(Beginning of Information given)

use std::cell::{Cell, RefCell};
use std::rc::Rc;

#[derive(Debug, Clone, Copy, PartialEq, Eq, Hash)]
pub struct SubscriptionId(u64);

type Callback<T> = Rc<dyn Fn(&T)>;

/// Single-threaded publisher. Subscribers are called synchronously, in
/// subscription order, every time `publish` runs.
pub struct Observable<T> {
    next_id: Cell<u64>,
    subscribers: RefCell<Vec<(SubscriptionId, Callback<T>)>>,
}

impl<T> Default for Observable<T> {
    fn default() -> Self {
        Self {
            next_id: Cell::new(0),
            subscribers: RefCell::new(Vec::new()),
        }
    }
}

impl<T> Observable<T> {
    pub fn new() -> Self {
        Self::default()
    }

    pub fn subscribe<F>(&self, callback: F) -> SubscriptionId
    where
        F: Fn(&T) + 'static,
    {
        let id = SubscriptionId(self.next_id.get());
        self.next_id.set(id.0 + 1);
        self.subscribers.borrow_mut().push((id, Rc::new(callback)));
        id
    }

    /// Returns false when `id` was not subscribed (already removed).
    pub fn unsubscribe(&self, id: SubscriptionId) -> bool {
        let mut subscribers = self.subscribers.borrow_mut();
        let before = subscribers.len();
        subscribers.retain(|(sub, _)| *sub != id);
        subscribers.len() != before
    }

    #[cfg(test)]
    pub fn subscriber_count(&self) -> usize {
        self.subscribers.borrow().len()
    }

    pub fn publish(&self, value: &T) {
        // snapshot so a callback may subscribe or unsubscribe while we iterate
        let callbacks: Vec<Callback<T>> = self
            .subscribers
            .borrow()
            .iter()
            .map(|(_, cb)| cb.clone())
            .collect();
        for callback in callbacks {
            callback(value);
        }
    }
}

#[cfg(test)]
mod tests {
    use super::*;

    #[test]
    fn publish_reaches_every_subscriber_in_order() {
        let seen = Rc::new(RefCell::new(Vec::new()));
        let observable = Observable::<u32>::new();
        for tag in ["a", "b"] {
            let seen = seen.clone();
            observable.subscribe(move |v| seen.borrow_mut().push(format!("{tag}{v}")));
        }
        observable.publish(&7);
        assert_eq!(*seen.borrow(), vec!["a7", "b7"]);
    }

    #[test]
    fn unsubscribe_stops_delivery() {
        let count = Rc::new(Cell::new(0));
        let observable = Observable::<()>::new();
        let id = observable.subscribe({
            let count = count.clone();
            move |_| count.set(count.get() + 1)
        });
        observable.publish(&());
        assert!(observable.unsubscribe(id));
        assert!(!observable.unsubscribe(id));
        observable.publish(&());
        assert_eq!(count.get(), 1);
        assert_eq!(observable.subscriber_count(), 0);
    }

    #[test]
    fn callback_can_unsubscribe_itself() {
        let observable = Rc::new(Observable::<()>::new());
        let slot = Rc::new(Cell::new(None));
        let id = observable.subscribe({
            let observable = observable.clone();
            let slot = slot.clone();
            move |_| {
                if let Some(id) = slot.get() {
                    observable.unsubscribe(id);
                }
            }
        });
        slot.set(Some(id));
        observable.publish(&());
        assert_eq!(observable.subscriber_count(), 0);
    }
}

(End of Information given)

▶ Exercise description
Your response must be one number, namely how many lines of the data contain the string "SubscriptionId".

▶ Written answer
5